05:06 On risque de faire scandale aussi.
05:08 Oui, peut-être.
05:09 Mais c'est pas ce qu'on cherche. Moi, je cherche pas le scandale.
05:11 - Jamais ? - Non. Pas du tout. J'aime pas ça.
05:13 À une époque, notre époque, où tout le monde s'indigne
05:17 - pour un oui ou pour un non, - Oui.
05:19 comment vous vous situez, justement ?
05:21 Je suis consciente qu'un petit scandale,
05:24 tout est relatif, ça dure 24-48 heures,
05:28 c'est rien.
05:29 Julie Depp, l'ouverture du Festival de Cannes,
05:32 ça va faire scandale, ça ?
05:34 Non, je crois pas.
05:36 J'espère pas.
05:37 Pour des raisons extra-cinématographiques, en fait.
05:40 Pour lui, pour ce qu'il représente, pour ce qu'il est.
05:43 Ça me ferait de la peine, parce que
05:45 si vous faites référence au mouvement féministe radical,
05:50 ça me ferait de la peine qu'elle veuille gâcher la soirée,
05:53 parce que c'est un film réalisé par une femme,
05:57 sur une femme, pas n'importe quelle femme,
05:59 en parlant de Jeanne Dubarry,
06:00 qui était ultra-moderne, dans le sens où
06:05 elle disait, faisait des choses qui sont actuelles.

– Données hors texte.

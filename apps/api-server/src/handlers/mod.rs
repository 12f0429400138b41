//! HTTP handlers and route configuration.

mod categories;
mod health;
mod multipart;
mod posts;
mod search;

#[cfg(test)]
mod tests;

use actix_web::{error, web};

use crate::middleware::error::AppError;

/// Extractor settings that render rejected input as the response envelope:
/// malformed JSON and query strings are 400, a malformed path id is 404.
pub fn configure_extractors(cfg: &mut web::ServiceConfig) {
    cfg.app_data(web::JsonConfig::default().error_handler(|err, _req| {
        let message = match &err {
            error::JsonPayloadError::ContentType => "Expected a JSON body".to_string(),
            other => format!("Invalid JSON body: {}", other),
        };
        AppError::BadRequest(message).into()
    }))
    .app_data(web::QueryConfig::default().error_handler(|err, _req| {
        AppError::BadRequest(format!("Invalid query string: {}", err)).into()
    }))
    .app_data(web::PathConfig::default().error_handler(|_err, _req| {
        AppError::NotFound("Resource not found".to_string()).into()
    }));
}

/// Configure all application routes.
pub fn configure_routes(cfg: &mut web::ServiceConfig) {
    cfg.service(
        web::scope("/api")
            // Public routes
            .route("/health", web::get().to(health::health_check))
            .service(
                web::scope("/categories")
                    .route("", web::post().to(categories::create))
                    .route("/search", web::post().to(categories::search))
                    .route("/list", web::get().to(categories::list))
                    .route("/{id}", web::put().to(categories::update))
                    .route("/{id}", web::delete().to(categories::delete)),
            )
            .service(
                web::scope("/posts")
                    .route("", web::post().to(posts::create))
                    .route("/search", web::post().to(posts::search))
                    .route("/public/search", web::post().to(posts::public_search))
                    .route("/public/view/{id}", web::get().to(posts::public_view))
                    .route("/{id}", web::put().to(posts::update))
                    .route("/{id}", web::delete().to(posts::delete)),
            ),
    );
}
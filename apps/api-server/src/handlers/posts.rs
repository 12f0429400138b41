//! Post handlers. Create, update, delete and search are owner-scoped; the
//! `public` routes need no token.

use actix_multipart::Multipart;
use actix_web::{HttpResponse, web};
use uuid::Uuid;

use folio_core::search::PostSortField;
use folio_shared::ApiResponse;
use folio_shared::dto::PageParams;

use super::multipart::read_post_form;
use super::search::{build_query, search_body, summary};
use crate::middleware::auth::Identity;
use crate::middleware::error::AppResult;
use crate::state::AppState;

/// POST /api/posts (multipart)
pub async fn create(
    state: web::Data<AppState>,
    identity: Identity,
    payload: Multipart,
) -> AppResult<HttpResponse> {
    let form = read_post_form(payload, state.max_upload_bytes).await?;
    let (draft, image) = form.into_draft()?;

    let post = state.posts.create(identity.owner_id, draft, image).await?;

    Ok(HttpResponse::Created().json(ApiResponse::ok(201, "Post created successfully", post)))
}

/// POST /api/posts/search
pub async fn search(
    state: web::Data<AppState>,
    identity: Identity,
    params: web::Query<PageParams>,
    body: web::Bytes,
) -> AppResult<HttpResponse> {
    let query = build_query::<PostSortField>(&params, search_body(&body)?)?;
    let page = state.posts.search(identity.owner_id, &query).await?;
    let pagination = summary(&query, page.total_records);

    Ok(HttpResponse::Ok().json(ApiResponse::page(
        "Posts fetched successfully",
        page.records,
        pagination,
    )))
}

/// PUT /api/posts/{id} (multipart)
pub async fn update(
    state: web::Data<AppState>,
    identity: Identity,
    path: web::Path<Uuid>,
    payload: Multipart,
) -> AppResult<HttpResponse> {
    let form = read_post_form(payload, state.max_upload_bytes).await?;
    let (patch, image) = form.into_patch()?;

    let post = state
        .posts
        .update(identity.owner_id, path.into_inner(), patch, image)
        .await?;

    Ok(HttpResponse::Ok().json(ApiResponse::ok(200, "Post updated successfully", post)))
}

/// DELETE /api/posts/{id}
pub async fn delete(
    state: web::Data<AppState>,
    identity: Identity,
    path: web::Path<Uuid>,
) -> AppResult<HttpResponse> {
    state
        .posts
        .delete(identity.owner_id, path.into_inner())
        .await?;

    Ok(HttpResponse::Ok().json(ApiResponse::message(200, "Post deleted successfully")))
}

/// POST /api/posts/public/search
pub async fn public_search(
    state: web::Data<AppState>,
    params: web::Query<PageParams>,
    body: web::Bytes,
) -> AppResult<HttpResponse> {
    let query = build_query::<PostSortField>(&params, search_body(&body)?)?;
    let page = state.posts.public_search(&query).await?;
    let pagination = summary(&query, page.total_records);

    Ok(HttpResponse::Ok().json(ApiResponse::page(
        "Posts fetched successfully",
        page.records,
        pagination,
    )))
}

/// GET /api/posts/public/view/{id}
pub async fn public_view(
    state: web::Data<AppState>,
    path: web::Path<Uuid>,
) -> AppResult<HttpResponse> {
    let view = state.posts.public_view(path.into_inner()).await?;

    Ok(HttpResponse::Ok().json(ApiResponse::ok(200, "Post fetched successfully", view)))
}
//! Identity verification implementations.

mod jwt;

pub use jwt::{JwtConfig, JwtTokenService};
use chrono::{DateTime, Utc};
use serde::{Deserialize, Serialize};
use uuid::Uuid;

/// Category entity - an owner-scoped grouping for posts.
#[derive(Debug, Clone, PartialEq, Serialize, Deserialize)]
#[serde(rename_all = "camelCase")]
pub struct Category {
    pub id: Uuid,
    pub owner_id: Uuid,
    pub name: String,
    pub title: String,
    pub keywords: Option<String>,
    pub description: Option<String>,
    pub created_at: DateTime<Utc>,
    pub updated_at: DateTime<Utc>,
}

impl Category {
    /// Create a new category. `name` is stored trimmed.
    pub fn new(
        owner_id: Uuid,
        name: &str,
        title: String,
        keywords: Option<String>,
        description: Option<String>,
    ) -> Self {
        let now = Utc::now();
        Self {
            id: Uuid::new_v4(),
            owner_id,
            name: name.trim().to_string(),
            title,
            keywords,
            description,
            created_at: now,
            updated_at: now,
        }
    }
}

/// `{id, name}` projection returned by the category list.
#[derive(Debug, Clone, PartialEq, Eq, Serialize, Deserialize)]
pub struct CategorySummary {
    pub id: Uuid,
    pub name: String,
}

impl From<&Category> for CategorySummary {
    fn from(category: &Category) -> Self {
        Self {
            id: category.id,
            name: category.name.clone(),
        }
    }
}

/// Unvalidated input for category creation.
#[derive(Debug, Clone, Default)]
pub struct CategoryDraft {
    pub name: Option<String>,
    pub title: Option<String>,
    pub keywords: Option<String>,
    pub description: Option<String>,
}

/// Partial category update. `None` leaves the stored value untouched.
#[derive(Debug, Clone, Default)]
pub struct CategoryPatch {
    pub name: Option<String>,
    pub title: Option<String>,
    pub keywords: Option<String>,
    pub description: Option<String>,
}

impl CategoryPatch {
    /// Apply the present fields. Returns `true` if anything changed.
    pub fn apply(self, category: &mut Category) -> bool {
        let mut changed = false;
        if let Some(name) = self.name {
            category.name = name.trim().to_string();
            changed = true;
        }
        if let Some(title) = self.title {
            category.title = title;
            changed = true;
        }
        if let Some(keywords) = self.keywords {
            category.keywords = Some(keywords);
            changed = true;
        }
        if let Some(description) = self.description {
            category.description = Some(description);
            changed = true;
        }
        if changed {
            category.updated_at = Utc::now();
        }
        changed
    }
}
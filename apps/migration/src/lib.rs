//! Schema migrations for categories and posts.

pub use sea_orm_migration::prelude::*;

mod m20240101_000001_create_categories;
mod m20240101_000002_create_posts;

pub struct Migrator;

#[async_trait::async_trait]
impl MigratorTrait for Migrator {
    fn migrations() -> Vec<Box<dyn MigrationTrait>> {
        vec![
            Box::new(m20240101_000001_create_categories::Migration),
            Box::new(m20240101_000002_create_posts::Migration),
        ]
    }
}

06:09 Donc, ouais, ça me ferait beaucoup de peine.
06:12 Pourquoi vous l'avez choisi, lui, pour incarner le roi ?
06:15 J'ai cherché à proposer le rôle à un acteur français,
06:18 et ça ne s'est pas fait.
06:20 Après ça, je me suis dit, j'ai le choix.
06:22 Soit je suis loyale à ma nationalité,
06:25 je prends un acteur français que j'aime moyen,
06:27 qui n'incarne pas, selon moi, la royauté.
06:30 Soit j'écoute mon désir,
06:33 et je reste loyale à mon désir.
06:36 Et c'est à partir de là, je me suis dit,
06:37 il n'y a pas photo, il n'y a pas de doute.
06:41 Je dois faire face à mon désir.
06:43 Parce que j'adore l'acteur, parce que je sentais chez lui
06:46 les côtés du Louis XV que j'avais écrit,
06:50 à savoir un roi plein de paradoxes,
06:54 dark, écorché, romantique,
06:58 et puis un charisme qui est là, sans parole.
07:04 Il arrive quelque part et déjà, on sent que c'est un roi.
07:09 On parle de scandale, Maïwenn, et c'est ma dernière question.
07:12 Qu'est-ce qui vous scandalise, vous, aujourd'hui ?
07:15 Par exemple, que Jeanne Dubary ne soit pas connue
07:20 comme elle méritait d'être connue,
07:21 ça c'est quelque chose qui me scandalisait,
07:23 c'est peut-être pour ça que j'avais envie de faire un film sur elle.